### WORK INSTRUCTIONS:
Below are some entries; write out each one of them exactly.

### MATERIAL FOR THIS EXERCISE:
[Start of section]

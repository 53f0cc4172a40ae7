//! Stable diagnostic codes.
//!
//! Every diagnostic the compiler can emit carries a `{prefix}{number}`
//! code. The numbering groups the semantic taxonomy by area: E1xxx name
//! resolution, E2xxx generics, E3xxx typing, E4xxx operators, E5xxx
//! declarations and control flow, E9xxx internal.

/// A unique code identifying a diagnostic kind.
///
/// # Examples
///
/// ```
/// use slatec_util::DiagnosticCode;
///
/// assert_eq!(DiagnosticCode::UNKNOWN_NAME.as_str(), "E1001");
/// assert_eq!(DiagnosticCode::UNKNOWN_NAME.prefix, "E");
/// ```
#[derive(Clone, Copy, PartialEq, Eq, Hash)]
pub struct DiagnosticCode {
    /// The prefix ("E" for error, "W" for warning).
    pub prefix: &'static str,
    /// The numeric identifier.
    pub number: u32,
}

impl DiagnosticCode {
    /// Create a new diagnostic code.
    #[inline]
    pub const fn new(prefix: &'static str, number: u32) -> Self {
        Self { prefix, number }
    }

    /// The full code string, e.g. `"E3001"`.
    pub fn as_str(&self) -> String {
        format!("{}{:04}", self.prefix, self.number)
    }

    // ========================================================================
    // Name resolution (E1xxx)
    // ========================================================================

    /// E1001: no binding for a name on the scope chain
    pub const UNKNOWN_NAME: Self = Self::new("E", 1001);
    /// E1002: a member is visible through more than one parent class
    pub const AMBIGUOUS_NAME: Self = Self::new("E", 1002);
    /// E1003: a `::` qualifier names an entity that owns no scope
    pub const NOT_A_SCOPE: Self = Self::new("E", 1003);
    /// E1004: a type was required but the name resolves to something else
    pub const EXPECTED_TYPE: Self = Self::new("E", 1004);
    /// E1005: a value was required but the name resolves to something else
    pub const EXPECTED_VALUE: Self = Self::new("E", 1005);
    /// E1006: a class was required (parent list, member access, `{}` init)
    pub const EXPECTED_CLASS: Self = Self::new("E", 1006);

    // ========================================================================
    // Generics (E2xxx)
    // ========================================================================

    /// E2001: wrong number of generic arguments
    pub const GENERIC_ARITY_MISMATCH: Self = Self::new("E", 2001);
    /// E2002: type argument where a constant was expected, or vice versa
    pub const GENERIC_ARGUMENT_KIND_MISMATCH: Self = Self::new("E", 2002);
    /// E2003: unbounded recursive instantiation (fatal)
    pub const GENERIC_INSTANTIATION_CYCLE: Self = Self::new("E", 2003);

    // ========================================================================
    // Typing (E3xxx)
    // ========================================================================

    /// E3001: operand or initializer has an incompatible type
    pub const TYPE_MISMATCH: Self = Self::new("E", 3001);
    /// E3002: no implicit or user conversion between the types
    pub const NOT_CASTABLE: Self = Self::new("E", 3002);
    /// E3003: assignment target is not an l-value
    pub const NOT_ASSIGNABLE: Self = Self::new("E", 3003);
    /// E3004: subscript on a type that is neither pointer, array, nor `[]`-overloaded
    pub const NOT_INDEXABLE: Self = Self::new("E", 3004);
    /// E3005: call of a non-function value
    pub const NOT_CALLABLE: Self = Self::new("E", 3005);
    /// E3006: call argument count does not match the signature
    pub const WRONG_ARGUMENT_COUNT: Self = Self::new("E", 3006);
    /// E3007: arithmetic domain error in a constant expression
    pub const ARITHMETIC_DOMAIN: Self = Self::new("E", 3007);

    // ========================================================================
    // Operators (E4xxx)
    // ========================================================================

    /// E4001: operator not defined for the operand types
    pub const INVALID_OPERATOR: Self = Self::new("E", 4001);
    /// E4002: no overload matches, or the best match is tied
    pub const NO_MATCHING_OVERLOAD: Self = Self::new("E", 4002);

    // ========================================================================
    // Declarations and control flow (E5xxx)
    // ========================================================================

    /// E5001: duplicate binding in one scope
    pub const REDECLARED_NAME: Self = Self::new("E", 5001);
    /// E5002: `const` declaration without an initializer
    pub const UNINITIALIZED_CONST: Self = Self::new("E", 5002);
    /// E5003: `break` with no enclosing loop
    pub const BREAK_OUTSIDE_LOOP: Self = Self::new("E", 5003);
    /// E5004: returned value does not convert to the declared return type
    pub const RETURN_TYPE_MISMATCH: Self = Self::new("E", 5004);

    // ========================================================================
    // Internal (E9xxx)
    // ========================================================================

    /// E9001: defensive invariant check failed (fatal; never expected)
    pub const INTERNAL_INVARIANT: Self = Self::new("E", 9001);
}

impl std::fmt::Debug for DiagnosticCode {
    fn fmt(&self, f: &mut std::fmt::Formatter<'_>) -> std::fmt::Result {
        write!(f, "DiagnosticCode({})", self.as_str())
    }
}

impl std::fmt::Display for DiagnosticCode {
    fn fmt(&self, f: &mut std::fmt::Formatter<'_>) -> std::fmt::Result {
        write!(f, "{}", self.as_str())
    }
}
//! slatec-drv - Programmatic compiler driver.
//!
//! The core's entry point: feed pre-built syntax trees (lexing, parsing,
//! and file loading belong to the outer driver) and receive either the
//! elaborated SSA module or the full diagnostic list, sorted by file and
//! position. A fatal diagnostic (instantiation cycle, internal
//! invariant) aborts the unit group early; everything else recovers and
//! keeps elaborating.
//!
//! # Examples
//!
//! ```
//! use slatec_drv::{compile_units, CompileOptions};
//!
//! let units = Vec::new();
//! let module = compile_units(&units, &CompileOptions::default()).unwrap();
//! assert_eq!(module.emit().lines().next(), Some("; module 'slate'"));
//! ```

use slatec_ast as ast;
use slatec_sem::GenCtx;
use slatec_ssa::DataLayout;
use slatec_util::{Diagnostic, Handler};

/// Compilation parameters.
#[derive(Clone, Debug)]
pub struct CompileOptions {
    /// Name stamped on the output module.
    pub module_name: String,
    /// Target pointer width in bits; drives struct-return and layout
    /// decisions.
    pub ptr_bits: u32,
}

impl Default for CompileOptions {
    fn default() -> Self {
        Self {
            module_name: "slate".to_string(),
            ptr_bits: 64,
        }
    }
}

/// Elaborate a group of units into one SSA module.
///
/// Returns the module when no error-level diagnostic was recorded;
/// otherwise every diagnostic, sorted by file then position, each
/// reported once.
pub fn compile_units(
    units: &[ast::Unit],
    options: &CompileOptions,
) -> Result<slatec_ssa::Module, Vec<Diagnostic>> {
    let handler = Handler::new();
    let mut module = slatec_ssa::Module::new(
        options.module_name.clone(),
        DataLayout::new(options.ptr_bits),
    );

    {
        let mut ctx = GenCtx::new(&mut module, &handler);
        for unit in units {
            // A fatal error poisons the whole unit group.
            if ctx.elaborate_unit(unit).is_err() {
                break;
            }
        }
    }

    if handler.has_errors() {
        Err(handler.take_sorted())
    } else {
        Ok(module)
    }
}

#[cfg(test)]
mod tests {
    use super::*;

    #[test]
    fn empty_input_yields_empty_module() {
        let module = compile_units(&[], &CompileOptions::default()).unwrap();
        assert_eq!(module.functions.len(), 0);
        assert_eq!(module.globals.len(), 0);
    }

    #[test]
    fn options_carry_module_name_and_layout() {
        let options = CompileOptions {
            module_name: "custom".to_string(),
            ptr_bits: 32,
        };
        let module = compile_units(&[], &options).unwrap();
        assert_eq!(module.name, "custom");
        assert_eq!(module.layout.ptr_bits, 32);
    }
}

[End of section]

### RESPONSE TO THE EXERCISE:
repository 53f0cc4172a40ae7
//! Stable diagnostic codes.
//!
//! Every diagnostic the compiler can emit carries a `{prefix}{number}`
//! code. The numbering groups the semantic taxonomy by area: E1xxx name
//! resolution, E2xxx generics, E3xxx typing, E4xxx operators, E5xxx
//! declarations and control flow, E9xxx internal.

/// A unique code identifying a diagnostic kind.
///
/// # Examples
///
/// ```
/// use slatec_util::DiagnosticCode;
///
/// assert_eq!(DiagnosticCode::UNKNOWN_NAME.as_str(), "E1001");
/// assert_eq!(DiagnosticCode::UNKNOWN_NAME.prefix, "E");
/// ```
#[derive(Clone, Copy, PartialEq, Eq, Hash)]
pub struct DiagnosticCode {
    /// The prefix ("E" for error, "W" for warning).
    pub prefix: &'static str,
    /// The numeric identifier.
    pub number: u32,
}

impl DiagnosticCode {
    /// Create a new diagnostic code.
    #[inline]
    pub const fn new(prefix: &'static str, number: u32) -> Self {
        Self { prefix, number }
    }

    /// The full code string, e.g. `"E3001"`.
    pub fn as_str(&self) -> String {
        format!("{}{:04}", self.prefix, self.number)
    }

    // ========================================================================
    // Name resolution (E1xxx)
    // ========================================================================

    /// E1001: no binding for a name on the scope chain
    pub const UNKNOWN_NAME: Self = Self::new("E", 1001);
    /// E1002: a member is visible through more than one parent class
    pub const AMBIGUOUS_NAME: Self = Self::new("E", 1002);
    /// E1003: a `::` qualifier names an entity that owns no scope
    pub const NOT_A_SCOPE: Self = Self::new("E", 1003);
    /// E1004: a type was required but the name resolves to something else
    pub const EXPECTED_TYPE: Self = Self::new("E", 1004);
    /// E1005: a value was required but the name resolves to something else
    pub const EXPECTED_VALUE: Self = Self::new("E", 1005);
    /// E1006: a class was required (parent list, member access, `{}` init)
    pub const EXPECTED_CLASS: Self = Self::new("E", 1006);

    // ========================================================================
    // Generics (E2xxx)
    // ========================================================================

    /// E2001: wrong number of generic arguments
    pub const GENERIC_ARITY_MISMATCH: Self = Self::new("E", 2001);
    /// E2002: type argument where a constant was expected, or vice versa
    pub const GENERIC_ARGUMENT_KIND_MISMATCH: Self = Self::new("E", 2002);
    /// E2003: unbounded recursive instantiation (fatal)
    pub const GENERIC_INSTANTIATION_CYCLE: Self = Self::new("E", 2003);

    // ========================================================================
    // Typing (E3xxx)
    // ========================================================================

    /// E3001: operand or initializer has an incompatible type
    pub const TYPE_MISMATCH: Self = Self::new("E", 3001);
    /// E3002: no implicit or user conversion between the types
    pub const NOT_CASTABLE: Self = Self::new("E", 3002);
    /// E3003: assignment target is not an l-value
    pub const NOT_ASSIGNABLE: Self = Self::new("E", 3003);
    /// E3004: subscript on a type that is neither pointer, array, nor `[]`-overloaded
    pub const NOT_INDEXABLE: Self = Self::new("E", 3004);
    /// E3005: call of a non-function value
    pub const NOT_CALLABLE: Self = Self::new("E", 3005);
    /// E3006: call argument count does not match the signature
    pub const WRONG_ARGUMENT_COUNT: Self = Self::new("E", 3006);
    /// E3007: arithmetic domain error in a constant expression
    pub const ARITHMETIC_DOMAIN: Self = Self::new("E", 3007);

    // ========================================================================
    // Operators (E4xxx)
    // ========================================================================

    /// E4001: operator not defined for the operand types
    pub const INVALID_OPERATOR: Self = Self::new("E", 4001);
    /// E4002: no overload matches, or the best match is tied
    pub const NO_MATCHING_OVERLOAD: Self = Self::new("E", 4002);

    // ========================================================================
    // Declarations and control flow (E5xxx)
    // ========================================================================

    /// E5001: duplicate binding in one scope
    pub const REDECLARED_NAME: Self = Self::new("E", 5001);
    /// E5002: `const` declaration without an initializer
    pub const UNINITIALIZED_CONST: Self = Self::new("E", 5002);
    /// E5003: `break` with no enclosing loop
    pub const BREAK_OUTSIDE_LOOP: Self = Self::new("E", 5003);
    /// E5004: returned value does not convert to the declared return type
    pub const RETURN_TYPE_MISMATCH: Self = Self::new("E", 5004);

    // ========================================================================
    // Internal (E9xxx)
    // ========================================================================

    /// E9001: defensive invariant check failed (fatal; never expected)
    pub const INTERNAL_INVARIANT: Self = Self::new("E", 9001);
}

impl std::fmt::Debug for DiagnosticCode {
    fn fmt(&self, f: &mut std::fmt::Formatter<'_>) -> std::fmt::Result {
        write!(f, "DiagnosticCode({})", self.as_str())
    }
}

impl std::fmt::Display for DiagnosticCode {
    fn fmt(&self, f: &mut std::fmt::Formatter<'_>) -> std::fmt::Result {
        write!(f, "{}", self.as_str())
    }
}
//! slatec-drv - Programmatic compiler driver.
//!
//! The core's entry point: feed pre-built syntax trees (lexing, parsing,
//! and file loading belong to the outer driver) and receive either the
//! elaborated SSA module or the full diagnostic list, sorted by file and
//! position. A fatal diagnostic (instantiation cycle, internal
//! invariant) aborts the unit group early; everything else recovers and
//! keeps elaborating.
//!
//! # Examples
//!
//! ```
//! use slatec_drv::{compile_units, CompileOptions};
//!
//! let units = Vec::new();
//! let module = compile_units(&units, &CompileOptions::default()).unwrap();
//! assert_eq!(module.emit().lines().next(), Some("; module 'slate'"));
//! ```

use slatec_ast as ast;
use slatec_sem::GenCtx;
use slatec_ssa::DataLayout;
use slatec_util::{Diagnostic, Handler};

/// Compilation parameters.
#[derive(Clone, Debug)]
pub struct CompileOptions {
    /// Name stamped on the output module.
    pub module_name: String,
    /// Target pointer width in bits; drives struct-return and layout
    /// decisions.
    pub ptr_bits: u32,
}

impl Default for CompileOptions {
    fn default() -> Self {
        Self {
            module_name: "slate".to_string(),
            ptr_bits: 64,
        }
    }
}

/// Elaborate a group of units into one SSA module.
///
/// Returns the module when no error-level diagnostic was recorded;
/// otherwise every diagnostic, sorted by file then position, each
/// reported once.
pub fn compile_units(
    units: &[ast::Unit],
    options: &CompileOptions,
) -> Result<slatec_ssa::Module, Vec<Diagnostic>> {
    let handler = Handler::new();
    let mut module = slatec_ssa::Module::new(
        options.module_name.clone(),
        DataLayout::new(options.ptr_bits),
    );

    {
        let mut ctx = GenCtx::new(&mut module, &handler);
        for unit in units {
            // A fatal error poisons the whole unit group.
            if ctx.elaborate_unit(unit).is_err() {
                break;
            }
        }
    }

    if handler.has_errors() {
        Err(handler.take_sorted())
    } else {
        Ok(module)
    }
}

#[cfg(test)]
mod tests {
    use super::*;

    #[test]
    fn empty_input_yields_empty_module() {
        let module = compile_units(&[], &CompileOptions::default()).unwrap();
        assert_eq!(module.functions.len(), 0);
        assert_eq!(module.globals.len(), 0);
    }

    #[test]
    fn options_carry_module_name_and_layout() {
        let options = CompileOptions {
            module_name: "custom".to_string(),
            ptr_bits: 32,
        };
        let module = compile_units(&[], &options).unwrap();
        assert_eq!(module.name, "custom");
        assert_eq!(module.layout.ptr_bits, 32);
    }
}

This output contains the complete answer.